Cross-sectional study of psychiatric comorbidities in patients with atopic dermatitis and nonatopic eczema, urticaria, and psoriasis
Received 19 October 2018
Accepted for publication 23 April 2019
Published 28 May 2019 Volume 2019:15 Pages 1469—1478
Checked for plagiarism Yes
Review by Single-blind
Peer reviewer comments 3
Editor who approved publication: Dr Taro Kishi
Hye-Jin Ahn,1,* Min Kyung Shin,1,* Jong-Kil Seo,1 Su Jin Jeong,2 Ah Rang Cho,3 Sun-Hee Choi,4 Bark-Lynn Lew5
1Department of Dermatology, College of Medicine, Kyung Hee University, Seoul, Korea; 2Medical Science Research Institute, Kyung Hee University Medical Center, Seoul, Korea; 3Department of Psychiatry, Kyung Hee University Hospital at Gangdong, Kyung Hee University School of Medicine, Seoul, Korea; 4Department of Pediatrics, Kyung Hee University Hospital at Gangdong, Kyung Hee University School of Medicine, Seoul, Korea; 5Department of Dermatology, Kyung Hee University Hospital at Gangdong, Kyung Hee University School of Medicine, Seoul, Korea
*These authors contributed equally to this work
Background: Recent data suggest depression has been linked to chronic skin diseases, including atopic dermatitis (AD), urticaria, and psoriasis.
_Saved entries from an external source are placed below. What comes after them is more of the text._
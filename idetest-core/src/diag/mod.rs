//! Diagnostic sink: leveled, tagged log lines plus raw memory dumps.
//!
//! The probe never reaches for a global logger directly. It narrates through
//! a [`DiagSink`], which lets tests capture every line, and lets the binary
//! forward everything to the `log` facade via [`LogSink`].

use std::fmt;

pub mod hexdump;

/// Log a line through a [`DiagSink`].
///
/// `diag!(sink, Info, "IDE", "found {} drives", n)`
#[macro_export]
macro_rules! diag {
    ($sink:expr, $severity:ident, $tag:expr, $($args:tt)*) => {
        $crate::diag::DiagSink::log(
            &mut $sink,
            $crate::diag::Severity::$severity,
            $tag,
            format_args!($($args)*),
        )
    };
}

/// Severity tiers, most severe first.
#[derive(Debug, Copy, Clone, PartialEq, Eq, PartialOrd, Ord)]
pub enum Severity {
    Fatal,
    Error,
    Warn,
    Info,
    Debug,
    Verbose,
}

impl Severity {
    /// Corresponding `log` level. `log` has no fatal tier, so fatal lines are
    /// emitted as errors (with a marker, see [`LogSink`]).
    pub fn level(self) -> log::Level {
        match self {
            Severity::Fatal | Severity::Error => log::Level::Error,
            Severity::Warn => log::Level::Warn,
            Severity::Info => log::Level::Info,
            Severity::Debug => log::Level::Debug,
            Severity::Verbose => log::Level::Trace,
        }
    }
}

/// Receives the probe's diagnostics.
pub trait DiagSink {
    /// Emit a single log line.
    fn log(&mut self, severity: Severity, tag: &str, args: fmt::Arguments<'_>);

    /// Dump `bytes`, labelling rows as if they started at `addr`.
    fn hexdump(&mut self, addr: usize, bytes: &[u8]);
}

impl<S: DiagSink + ?Sized> DiagSink for &mut S {
    fn log(&mut self, severity: Severity, tag: &str, args: fmt::Arguments<'_>) {
        (**self).log(severity, tag, args)
    }

    fn hexdump(&mut self, addr: usize, bytes: &[u8]) {
        (**self).hexdump(addr, bytes)
    }
}

/// Forwards diagnostics to the `log` facade, using the tag as the log target.
///
/// Hex dumps go to the `MEM` target: the header line at trace level, and the
/// rows themselves only if debug level is enabled for `MEM`.
#[derive(Debug, Default, Copy, Clone)]
pub struct LogSink;

impl LogSink {
    pub const MEM_TARGET: &'static str = "MEM";
}

impl DiagSink for LogSink {
    fn log(&mut self, severity: Severity, tag: &str, args: fmt::Arguments<'_>) {
        match severity {
            Severity::Fatal => log!(target: tag, severity.level(), "FATAL: {}", args),
            _ => log!(target: tag, severity.level(), "{}", args),
        }
    }

    fn hexdump(&mut self, addr: usize, bytes: &[u8]) {
        trace!(target: Self::MEM_TARGET, "{}", hexdump::header(addr, bytes.len()));

        if !log_enabled!(target: Self::MEM_TARGET, log::Level::Debug) {
            return;
        }

        for row in hexdump::rows(addr, bytes) {
            debug!(target: Self::MEM_TARGET, "{}", row);
        }
    }
}

#[cfg(test)]
pub(crate) mod testing {
    use super::*;

    /// Records every diagnostic, for assertions.
    #[derive(Debug, Default)]
    pub struct Recorder {
        pub lines: Vec<(Severity, String, String)>,
        pub dumps: Vec<(usize, Vec<u8>)>,
    }

    impl Recorder {
        pub fn at(&self, severity: Severity) -> Vec<&str> {
            self.lines
                .iter()
                .filter(|(s, _, _)| *s == severity)
                .map(|(_, _, msg)| msg.as_str())
                .collect()
        }

        pub fn contains(&self, needle: &str) -> bool {
            self.lines.iter().any(|(_, _, msg)| msg.contains(needle))
        }
    }

    impl DiagSink for Recorder {
        fn log(&mut self, severity: Severity, tag: &str, args: fmt::Arguments<'_>) {
            self.lines.push((severity, tag.to_string(), args.to_string()));
        }

        fn hexdump(&mut self, addr: usize, bytes: &[u8]) {
            self.dumps.push((addr, bytes.to_vec()));
        }
    }
}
This study compared mental illnesses in patients with AD with those of patients with nonatopic eczema, urticaria, and psoriasis in Korea.
Methods: A cross-sectional study design was used, analyzing data from the 2015 Korean National Health Insurance Research Database, a survey of 42,641 AD and 139,486 non-AD (nonatopic eczema, urticaria, and psoriasis) patients (103,938 males, 78,189 females) classified by age: infant, aged 0–3 years; early childhood, aged 4–8 years; late childhood, aged 9–12 years; adolescent, aged 13–18 years; adult, aged 19–64 years; elderly, aged above 65 years. Multiple logistic regression analysis was performed, and the odds ratio (OR) of various mental illnesses – attention-deficit/hyperactivity disorder (ADHD), autism spectrum disorder (ASD), conduct disorder, depression, anxiety, suicidal ideation, schizophrenia, and sleep disorder – were calculated for patients with and without AD.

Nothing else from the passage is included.